**Stored items:**
....

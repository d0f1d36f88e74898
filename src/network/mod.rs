//! Network module
//!
//! UDP glue around the protocol: a one-shot client that measures the
//! offset to a server, and a single-threaded server loop.

mod client;
mod server;

pub use self::client::{query, Exchange, NtpClient};
pub use self::server::Listener;

#[cfg(test)]
mod tests {
    use super::*;
    use std::sync::Arc;
    use std::time::Duration;

    use crate::core::{Error, ServerIdentity};
    use crate::protocol::Responder;
    use crate::time::{FixedClock, OffsetClock, TimeSource};

    async fn start_server(clock: Arc<dyn TimeSource>) -> (u16, tokio::task::JoinHandle<()>) {
        let responder = Responder::new(&ServerIdentity::default(), clock).unwrap();
        let listener = Listener::bind("127.0.0.1:0".parse().unwrap(), responder)
            .await
            .unwrap();
        let port = listener.local_addr().unwrap().port();
        let handle = tokio::spawn(async move {
            let _ = listener.serve_forever().await;
        });
        (port, handle)
    }

    #[tokio::test]
    async fn test_query_system_clock_server() {
        let (port, handle) = start_server(Arc::new(OffsetClock::new(0.0))).await;

        let m = query("127.0.0.1", port, Duration::from_secs(2)).await.unwrap();
        assert!(m.offset_seconds.abs() < 0.5, "offset was {}", m.offset_seconds);
        assert!(m.delay_seconds >= 0.0);
        assert!(m.delay_seconds < 1.0);

        handle.abort();
    }

    #[tokio::test]
    async fn test_query_future_server() {
        let (port, handle) = start_server(Arc::new(OffsetClock::new(3600.0))).await;

        let m = query("127.0.0.1", port, Duration::from_secs(2)).await.unwrap();
        assert!((m.offset_seconds - 3600.0).abs() < 0.5, "offset was {}", m.offset_seconds);
        assert!((m.server_time - m.local_time - m.offset_seconds).abs() < 1e-6);

        handle.abort();
    }

    #[tokio::test]
    async fn test_exchange_with_fixed_clocks() {
        // Server pinned 10 s after the client's pinned clock
        let (port, handle) = start_server(Arc::new(FixedClock::new(1_000_010.0))).await;
        let client = NtpClient::new(Duration::from_secs(2))
            .with_clock(Arc::new(FixedClock::new(1_000_000.0)));

        let exchange = client.exchange("127.0.0.1", port).await.unwrap();
        assert_eq!(exchange.response.origin_timestamp, exchange.sample.origin);
        assert_eq!(exchange.response.stratum, 2);
        assert_eq!(exchange.measurement.offset_seconds, 10.0);
        assert_eq!(exchange.measurement.delay_seconds, 0.0);
        assert_eq!(exchange.measurement.server_time, 1_000_010.0);

        handle.abort();
    }

    #[tokio::test]
    async fn test_server_survives_garbage() {
        let (port, handle) = start_server(Arc::new(OffsetClock::new(0.0))).await;

        let garbage = tokio::net::UdpSocket::bind("127.0.0.1:0").await.unwrap();
        garbage.send_to(b"not ntp", ("127.0.0.1", port)).await.unwrap();

        let result = query("127.0.0.1", port, Duration::from_secs(2)).await;
        assert!(result.is_ok(), "query after garbage failed: {:?}", result.err());

        handle.abort();
    }

    #[test]
    fn test_blocking_timeout() {
        let result = tokio_test::block_on(async {
            let peer = tokio::net::UdpSocket::bind("127.0.0.1:0").await.unwrap();
            let port = peer.local_addr().unwrap().port();
            query("127.0.0.1", port, Duration::from_millis(100)).await
        });
        assert!(matches!(result, Err(Error::TimedOut(_))));
    }
}
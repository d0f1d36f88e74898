use std::net::{Ipv4Addr, Ipv6Addr, SocketAddr};
use std::sync::Arc;
use std::time::Duration;

use bytes::BytesMut;
use tokio::net::{lookup_host, UdpSocket};
use tokio_util::codec::{Decoder, Encoder};
use tracing::{debug, warn};

use crate::core::{ClientConfig, Error, Result, MAX_DATAGRAM_SIZE};
use crate::protocol::{Mode, NtpCodec, NtpPacket, NtpTimestamp, PACKET_SIZE};
use crate::sync::{ClockSample, Measurement};
use crate::time::{SystemClock, TimeSource};

/// Everything learned from one request/response exchange
#[derive(Debug, Clone)]
pub struct Exchange {
    /// Address the response came from
    pub server: SocketAddr,
    /// Decoded server response
    pub response: NtpPacket,
    /// The four exchange timestamps
    pub sample: ClockSample,
    /// Offset, delay and corrected time
    pub measurement: Measurement,
}

/// One-shot NTP client
///
/// Each query binds a fresh socket, sends exactly one request and waits
/// for exactly one response. The socket is closed when the query returns.
#[derive(Debug, Clone)]
pub struct NtpClient {
    timeout: Duration,
    clock: Arc<dyn TimeSource>,
}

impl NtpClient {
    /// Creates a client reading the system clock
    pub fn new(timeout: Duration) -> Self {
        NtpClient {
            timeout,
            clock: Arc::new(SystemClock),
        }
    }

    /// Creates a client from configuration
    pub fn from_config(config: &ClientConfig) -> Self {
        NtpClient::new(config.timeout)
    }

    /// Replaces the local clock used for T0 and T3
    pub fn with_clock(mut self, clock: Arc<dyn TimeSource>) -> Self {
        self.clock = clock;
        self
    }

    /// Returns the response timeout
    pub fn timeout(&self) -> Duration {
        self.timeout
    }

    /// Queries `host:port` and returns the measured offset and delay
    pub async fn query(&self, host: &str, port: u16) -> Result<Measurement> {
        self.exchange(host, port).await.map(|exchange| exchange.measurement)
    }

    /// Queries `host:port` and returns the full exchange
    pub async fn exchange(&self, host: &str, port: u16) -> Result<Exchange> {
        let server = lookup_host((host, port))
            .await
            .map_err(|e| Error::network(format!("Failed to resolve {}: {}", host, e)))?
            .next()
            .ok_or_else(|| Error::network(format!("No address found for {}", host)))?;

        let local: SocketAddr = if server.is_ipv4() {
            (Ipv4Addr::UNSPECIFIED, 0).into()
        } else {
            (Ipv6Addr::UNSPECIFIED, 0).into()
        };
        let socket = UdpSocket::bind(local)
            .await
            .map_err(|e| Error::network(format!("Failed to bind socket: {}", e)))?;
        // Connected sockets drop datagrams from any other peer
        socket
            .connect(server)
            .await
            .map_err(|e| Error::network(format!("Failed to connect to {}: {}", server, e)))?;

        let mut codec = NtpCodec::new();
        let mut send_buffer = BytesMut::with_capacity(PACKET_SIZE);

        let t0 = NtpTimestamp::from_unix(self.clock.now());
        codec.encode(NtpPacket::client_request(t0), &mut send_buffer)?;
        socket
            .send(&send_buffer)
            .await
            .map_err(|e| Error::network(format!("Failed to send request: {}", e)))?;
        debug!(%server, "Sent NTP request");

        let mut recv_buffer = vec![0u8; MAX_DATAGRAM_SIZE];
        let size = match tokio::time::timeout(self.timeout, socket.recv(&mut recv_buffer)).await {
            Ok(received) => {
                received.map_err(|e| Error::network(format!("Failed to receive response: {}", e)))?
            }
            Err(_) => return Err(Error::TimedOut(self.timeout)),
        };
        let t3 = NtpTimestamp::from_unix(self.clock.now());

        let mut frame = BytesMut::from(&recv_buffer[..size]);
        let response = codec
            .decode_eof(&mut frame)?
            .ok_or_else(|| Error::invalid_packet(size))?;
        debug!(%server, size, "Received NTP response");

        if response.mode != Mode::Server {
            return Err(Error::invalid_response(format!(
                "expected server mode, got {:?}",
                response.mode
            )));
        }
        if response.origin_timestamp != t0 {
            warn!(
                %server,
                sent = ?t0,
                echoed = ?response.origin_timestamp,
                "Server did not echo our transmit timestamp"
            );
        }

        let sample = ClockSample::new(t0, response.receive_timestamp, response.transmit_timestamp, t3);
        let measurement = sample.measure();
        if measurement.has_negative_delay() {
            warn!(
                %server,
                delay = measurement.delay_seconds,
                "Negative round-trip delay; clocks disagree or timestamps are out of order"
            );
        }

        Ok(Exchange {
            server,
            response,
            sample,
            measurement,
        })
    }
}

impl Default for NtpClient {
    fn default() -> Self {
        NtpClient::new(crate::core::DEFAULT_TIMEOUT)
    }
}

/// Queries an NTP server once with the system clock
pub async fn query(host: &str, port: u16, timeout: Duration) -> Result<Measurement> {
    NtpClient::new(timeout).query(host, port).await
}
use std::sync::Arc;

use bytes::BytesMut;
use tokio_util::codec::Decoder;

use super::codec::NtpCodec;
use super::packet::{LeapIndicator, Mode, NtpPacket, NtpShort, ReferenceId, PACKET_SIZE};
use super::timestamp::NtpTimestamp;
use crate::core::{Error, Result, ServerIdentity};
use crate::time::TimeSource;

/// Builds server replies from client requests
///
/// Stateless apart from the static identity and the injected clock: every
/// request is answered on its own.
#[derive(Debug, Clone)]
pub struct Responder {
    stratum: u8,
    poll: i8,
    precision: i8,
    root_delay: NtpShort,
    root_dispersion: NtpShort,
    reference_id: ReferenceId,
    clock: Arc<dyn TimeSource>,
}

impl Responder {
    /// Creates a responder; fails if the identity cannot be put on the wire
    pub fn new(identity: &ServerIdentity, clock: Arc<dyn TimeSource>) -> Result<Self> {
        Ok(Responder {
            stratum: identity.stratum,
            poll: identity.poll,
            precision: identity.precision,
            root_delay: NtpShort::from_seconds(identity.root_delay)?,
            root_dispersion: NtpShort::from_seconds(identity.root_dispersion)?,
            reference_id: ReferenceId::from_ascii(&identity.reference_id)?,
            clock,
        })
    }

    /// Returns the clock the responder stamps with
    pub fn clock(&self) -> &Arc<dyn TimeSource> {
        &self.clock
    }

    /// Reads the injected clock as an NTP timestamp
    pub fn now(&self) -> NtpTimestamp {
        NtpTimestamp::from_unix(self.clock.now())
    }

    /// Builds the reply to `request` received at `receive`
    ///
    /// The client's transmit timestamp is echoed as the origin. The
    /// transmit timestamp is left zero until [`Responder::finish`].
    pub fn build(&self, request: &NtpPacket, receive: NtpTimestamp) -> NtpPacket {
        NtpPacket {
            leap: LeapIndicator::NoWarning,
            version: request.version,
            mode: Mode::Server,
            stratum: self.stratum,
            poll: self.poll,
            precision: self.precision,
            root_delay: self.root_delay,
            root_dispersion: self.root_dispersion,
            reference_id: self.reference_id,
            reference_timestamp: receive,
            origin_timestamp: request.transmit_timestamp,
            receive_timestamp: receive,
            transmit_timestamp: NtpTimestamp::ZERO,
        }
    }

    /// Stamps the transmit timestamp as late as possible and encodes
    pub fn finish(&self, response: NtpPacket) -> Result<[u8; PACKET_SIZE]> {
        self.stamp_transmit(response).encode()
    }

    /// Answers a decoded request: stamp receive, build, stamp transmit
    pub fn reply(&self, request: &NtpPacket) -> NtpPacket {
        let receive = self.now();
        self.stamp_transmit(self.build(request, receive))
    }

    /// Answers one datagram through [`NtpCodec`]
    ///
    /// Datagrams shorter than a packet (including empty ones) yield
    /// `Error::InvalidPacket`.
    pub fn respond(&self, datagram: &[u8]) -> Result<(NtpPacket, [u8; PACKET_SIZE])> {
        let mut codec = NtpCodec::new();
        let request = codec
            .decode_eof(&mut BytesMut::from(datagram))?
            .ok_or_else(|| Error::invalid_packet(0))?;
        let receive = self.now();
        let bytes = self.finish(self.build(&request, receive))?;
        Ok((request, bytes))
    }

    fn stamp_transmit(&self, mut response: NtpPacket) -> NtpPacket {
        response.transmit_timestamp = self.now();
        response
    }
}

....

**What needs to be done:**
Each line in the records above that contains the word "async" must be copied.

**Task solution:**
    async fn start_server(clock: Arc<dyn TimeSource>) -> (u16, tokio::task::JoinHandle<()>) {
        let handle = tokio::spawn(async move {
    async fn test_query_system_clock_server() {
    async fn test_query_future_server() {
    async fn test_exchange_with_fixed_clocks() {
    async fn test_server_survives_garbage() {
        let result = tokio_test::block_on(async {
    pub async fn query(&self, host: &str, port: u16) -> Result<Measurement> {
    pub async fn exchange(&self, host: &str, port: u16) -> Result<Exchange> {
pub async fn query(host: &str, port: u16, timeout: Duration) -> Result<Measurement> {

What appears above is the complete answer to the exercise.